En l’espace de quelques secondes, il sortit de la rue de la sorcière et le village retrouva son aspect ordinaire. Le soleil se remit à briller, les oiseaux planaient haut dans le ciel, les gens allaient et venaient, les enfants se mouvaient frénétiquement dans les rues, les vendeurs aguichaient les clients potentiels.
Babida prit le chemin du retour à Ékulé.
Il pénétra les rues principales de la cité impériale qui étaient aussi vivantes que celles d’Okala. Les adultes vaquaient à leurs occupations quotidiennes et faisaient du vacarme. Ils se précipitaient ici et là. Ils s’occupaient de leurs enfants et allumaient du feu pour le repas de midi.
Ils étaient engagés dans nombre d’activités mais aucune ne parvint à distraire Babida qui était concentré sur sa mission : atteindre la forêt d’Ékulé et obtenir ce dont avait besoin la sorcière.
Il marcha à travers les rues du centre d’Ékulé en direction de l’ouest jusqu’aux limites de la zone résidentielle, puis entra dans les bois.
Sans tourbillonner, il se rendit directement à l’endroit où la belle inconnue ramassait des champignons. Il retourna les pierres et dégagea du pied droit ensuite du gauche, les feuilles caduques qui jonchaient le sol.
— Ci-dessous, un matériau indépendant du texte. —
// The SignalSource capability seam. Every external provider sits behind this
// one trait; the collector only ever sees trait objects, which is what makes
// deterministic testing with mock sources possible: no network, no keys.

use std::collections::BTreeMap;
use std::sync::Arc;
use std::time::Duration;

use async_trait::async_trait;
use chrono::{DateTime, Utc};
use rand::Rng;

use reelsignal_common::types::{Metric, SignalStatus, SourceId};

use crate::cache::FetchCache;
use crate::error::Result;

// --- Fetch context ---

/// Shared per-run fetch environment: one HTTP client, one TTL cache, the
/// region list. Passed by reference to every source; sources own their
/// credentials, not the context.
#[derive(Clone)]
pub struct FetchContext {
    pub http: reqwest::Client,
    pub cache: Arc<FetchCache>,
    pub regions: Vec<String>,
}

impl FetchContext {
    pub fn new(cache: Arc<FetchCache>, regions: Vec<String>) -> Self {
        Self {
            http: reqwest::Client::new(),
            cache,
            regions,
        }
    }
}

// --- Batch payloads ---

/// An unregistered measurement as produced by a source. The tracker assigns
/// the id and enforces idempotence when the draft is registered.
#[derive(Debug, Clone)]
pub struct SignalDraft {
    pub source_id: SourceId,
    pub region: Option<String>,
    pub metric: Metric,
    pub value: f64,
    pub unit: String,
    pub collected_at: DateTime<Utc>,
    pub status: SignalStatus,
}

#[derive(Debug, Clone, Copy)]
pub struct TrendPoint {
    pub at: DateTime<Utc>,
    pub value: f64,
}

/// Everything one source produced in one fetch. Raw artifacts (comment text,
/// time series) ride alongside the metric drafts so downstream analyzers can
/// derive further tracked metrics from them.
#[derive(Debug, Clone)]
pub struct SourceBatch {
    pub source_id: SourceId,
    pub drafts: Vec<SignalDraft>,
    pub comments: Vec<String>,
    /// Region code -> time-ordered interest series.
    pub series: BTreeMap<String, Vec<TrendPoint>>,
}

impl SourceBatch {
    pub fn new(source_id: SourceId) -> Self {
        Self {
            source_id,
            drafts: Vec::new(),
            comments: Vec::new(),
            series: BTreeMap::new(),
        }
    }
}

// --- Retry policy ---

/// Bounded exponential backoff. `max_attempts` counts every attempt,
/// including the first; `backoff(1)` is the delay after the first failure.
#[derive(Debug, Clone, Copy)]
pub struct RetryPolicy {
    pub max_attempts: u32,
    pub base_backoff: Duration,
}

impl Default for RetryPolicy {
    fn default() -> Self {
        Self {
            max_attempts: reelsignal_common::policy::RETRY_MAX_ATTEMPTS,
            base_backoff: reelsignal_common::policy::RETRY_BASE_BACKOFF,
        }
    }
}

impl RetryPolicy {
    /// Delay before the given retry: base * 2^(attempt-1) plus 0-250ms jitter.
    pub fn backoff(&self, attempt: u32) -> Duration {
        let exp = self.base_backoff * 2u32.pow(attempt.saturating_sub(1));
        let jitter = Duration::from_millis(rand::rng().random_range(0..250));
        exp + jitter
    }
}

// --- The source trait ---

#[async_trait]
pub trait SignalSource: Send + Sync {
    fn id(&self) -> SourceId;

    /// REQUIRED sources abort the run when their retry budget is exhausted;
    /// OPTIONAL sources degrade to missing data.
    fn is_required(&self) -> bool;

    fn retry_policy(&self) -> RetryPolicy {
        RetryPolicy::default()
    }

    /// One fetch attempt. Timeout enforcement and retries live in the
    /// collector, not here.
    async fn fetch(&self, ctx: &FetchContext) -> Result<SourceBatch>;
}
Il avait presque perdu espoir de mettre la main sur un signe d’existence de la jeune demoiselle lorsqu’il vit un objet qui était tapi dans la verdure dix mètres au loin.
Il s’en approcha et le souleva. C’était un bracelet de perles délié. Il l’observa de très près et après un bref instant, il s’écria : “Tiens, tiens! Est-ce ce dont je pense que c’est ?”
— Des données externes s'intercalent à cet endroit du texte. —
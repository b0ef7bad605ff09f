use std::collections::BTreeMap;

use reelsignal_common::types::{SourceId, SourceOutcome, SourceStatus};

/// Counters from one pipeline run.
#[derive(Debug, Default)]
pub struct RunStats {
    pub sources_succeeded: u32,
    pub sources_failed_soft: u32,
    pub sources_failed_hard: u32,
    pub sources_timed_out: u32,
    pub signals_registered: u32,
    pub signals_deduplicated: u32,
    pub comments_analyzed: u32,
    pub claims_attached: u32,
    pub regions_scored: u32,
    pub regions_excluded: u32,
    pub spikes_detected: u32,
}

impl RunStats {
    pub fn note_statuses(&mut self, statuses: &BTreeMap<SourceId, SourceStatus>) {
        for status in statuses.values() {
            match status.outcome {
                SourceOutcome::Succeeded => self.sources_succeeded += 1,
                SourceOutcome::FailedSoft => self.sources_failed_soft += 1,
                SourceOutcome::FailedHard => self.sources_failed_hard += 1,
                SourceOutcome::TimedOut => self.sources_timed_out += 1,
            }
        }
    }
}

impl std::fmt::Display for RunStats {
    fn fmt(&self, f: &mut std::fmt::Formatter<'_>) -> std::fmt::Result {
        writeln!(f, "\n=== Pipeline Run Complete ===")?;
        writeln!(f, "Sources succeeded:  {}", self.sources_succeeded)?;
        writeln!(f, "Sources soft-fail:  {}", self.sources_failed_soft)?;
        writeln!(f, "Sources hard-fail:  {}", self.sources_failed_hard)?;
        writeln!(f, "Sources timed out:  {}", self.sources_timed_out)?;
        writeln!(f, "Signals registered: {}", self.signals_registered)?;
        writeln!(f, "Signals deduped:    {}", self.signals_deduplicated)?;
        writeln!(f, "Comments analyzed:  {}", self.comments_analyzed)?;
        writeln!(f, "Claims attached:    {}", self.claims_attached)?;
        writeln!(f, "Regions scored:     {}", self.regions_scored)?;
        writeln!(f, "Regions excluded:   {}", self.regions_excluded)?;
        writeln!(f, "Interest spikes:    {}", self.spikes_detected)?;
        Ok(())
    }
}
Puis il déclara avec emphase : “Oui, évidemment ! Il s’agit bel et bien d’un bracelet de cheville pour femme. J’en suis convaincu.”
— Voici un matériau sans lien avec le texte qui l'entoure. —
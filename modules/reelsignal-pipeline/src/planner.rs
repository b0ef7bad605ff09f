//! Time-phased rollout planning.
//!
//! Always exactly six one-week phases. Budget follows the front-loaded
//! policy curve; targeting starts with the top-ranked regions and widens
//! every week until the full ranked set is active. An empty ranking still
//! yields a valid schedule; empty targets and no activities signal "no
//! regional prioritization available" without an error.

use tracing::debug;

use reelsignal_common::policy::{ScoringPolicy, ROLLOUT_PHASES};
use reelsignal_common::types::{RegionScore, RolloutPhase};

const PHASE_NAMES: [&str; ROLLOUT_PHASES] = [
    "Fan Ignition",
    "Trailer Amplification",
    "Social Proof Expansion",
    "Pre-Sale Push",
    "Premiere Week",
    "Release Sustain",
];

/// Fixed activity ladder per phase index. Emitted only when the phase has
/// target regions to act in.
const PHASE_ACTIVITIES: [&[&str]; ROLLOUT_PHASES] = [
    &[
        "Launch teaser campaign",
        "Build social media presence",
        "Secure media partnerships",
    ],
    &[
        "Release official trailer",
        "Start paid social campaigns",
        "Begin PR tour",
    ],
    &[
        "Localize social proof clips",
        "Amplify critic quotes",
        "Expand influencer partnerships",
    ],
    &[
        "Intensify digital ads",
        "Launch ticket pre-sales",
        "Host premiere events",
    ],
    &[
        "Final push across all channels",
        "Leverage reviews and testimonials",
        "Drive ticket sales",
    ],
    &[
        "Sustain retargeting",
        "Run community fan drops",
        "Maximize opening-weekend reach",
    ],
];

pub struct RolloutPlanner {
    policy: ScoringPolicy,
}

impl RolloutPlanner {
    pub fn new(policy: ScoringPolicy) -> Self {
        Self { policy }
    }

    /// Build the six-phase schedule from ranked region scores. The input
    /// must already be in planner order (the scorer's `rank`); the planner
    /// itself never reorders.
    pub fn plan(&self, ranked: &[RegionScore]) -> Vec<RolloutPhase> {
        let total = ranked.len();
        let mut phases = Vec::with_capacity(ROLLOUT_PHASES);

        for (i, budget_fraction) in self.policy.budget_curve.iter().enumerate() {
            let phase_index = (i + 1) as u8;
            // Widening top-N: phase k covers the top ceil(total * k / 6).
            let take = (total * (i + 1)).div_ceil(ROLLOUT_PHASES);
            let target_regions: Vec<String> = ranked
                .iter()
                .take(take)
                .map(|r| r.region_code.clone())
                .collect();
            let activities: Vec<String> = if target_regions.is_empty() {
                Vec::new()
            } else {
                PHASE_ACTIVITIES[i].iter().map(|a| a.to_string()).collect()
            };

            debug!(
                phase = phase_index,
                regions = target_regions.len(),
                budget_fraction,
                "Planned rollout phase"
            );
            phases.push(RolloutPhase {
                phase_index,
                name: PHASE_NAMES[i].to_string(),
                week_range: (phase_index, phase_index),
                target_regions,
                budget_fraction: *budget_fraction,
                activities,
            });
        }

        phases
    }
}

#[cfg(test)]
mod tests {
    use super::*;
    use reelsignal_common::types::Tier;
    use std::collections::BTreeMap;

    fn region(code: &str, composite: f64, tier: Tier) -> RegionScore {
        RegionScore {
            region_code: code.to_string(),
            composite_score: composite,
            tier,
            component_breakdown: BTreeMap::new(),
            supporting_signal_ids: vec![],
        }
    }

    fn planner() -> RolloutPlanner {
        RolloutPlanner::new(ScoringPolicy::default())
    }

    fn assert_budget_sums_to_one(phases: &[RolloutPhase]) {
        let total: f64 = phases.iter().map(|p| p.budget_fraction).sum();
        assert!((total - 1.0).abs() <= 0.01, "budget sum {total}");
    }

    #[test]
    fn always_six_phases_summing_to_one() {
        let ranked = vec![
            region("US", 0.9, Tier::A),
            region("GB", 0.7, Tier::B),
            region("BR", 0.4, Tier::C),
        ];
        let phases = planner().plan(&ranked);
        assert_eq!(phases.len(), 6);
        assert_budget_sums_to_one(&phases);
        for (i, phase) in phases.iter().enumerate() {
            assert_eq!(phase.phase_index as usize, i + 1);
            assert_eq!(phase.week_range, (phase.phase_index, phase.phase_index));
        }
    }

    #[test]
    fn empty_input_yields_valid_empty_schedule() {
        let phases = planner().plan(&[]);
        assert_eq!(phases.len(), 6);
        assert_budget_sums_to_one(&phases);
        for phase in &phases {
            assert!(phase.target_regions.is_empty());
            assert!(phase.activities.is_empty());
        }
    }

    #[test]
    fn targeting_widens_over_time() {
        let ranked = vec![
            region("US", 0.9, Tier::A),
            region("GB", 0.8, Tier::A),
            region("DE", 0.6, Tier::B),
            region("FR", 0.55, Tier::B),
            region("BR", 0.4, Tier::C),
            region("IN", 0.3, Tier::C),
        ];
        let phases = planner().plan(&ranked);
        assert_eq!(phases[0].target_regions, vec!["US"]);
        assert_eq!(phases[1].target_regions, vec!["US", "GB"]);
        assert_eq!(phases[5].target_regions.len(), 6);
        for pair in phases.windows(2) {
            assert!(pair[0].target_regions.len() <= pair[1].target_regions.len());
        }
    }

    #[test]
    fn budget_is_front_loaded() {
        let phases = planner().plan(&[region("US", 0.9, Tier::A)]);
        for pair in phases.windows(2) {
            assert!(pair[0].budget_fraction >= pair[1].budget_fraction);
        }
    }

    #[test]
    fn single_region_is_targeted_from_phase_one() {
        let phases = planner().plan(&[region("JP", 0.5, Tier::B)]);
        for phase in &phases {
            assert_eq!(phase.target_regions, vec!["JP"]);
            assert!(!phase.activities.is_empty());
        }
    }
}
“Oh, oh! Attends une minute ! Je me trouve à l’endroit exact où je m’étais adressé à la demoiselle avant qu’elle prît la poudre d’escampette,” constata l’élagueur.
“Ainsi, ce joyau doit certainement lui appartenir. Sans doute qu’il se détacha de son pied, probablement au moment où elle sursauta et se déplaça à reculons,” dévina Babida.
“J’apporte ça à la sorcière à Okala,” dit-il avant de se retirer de la brousse.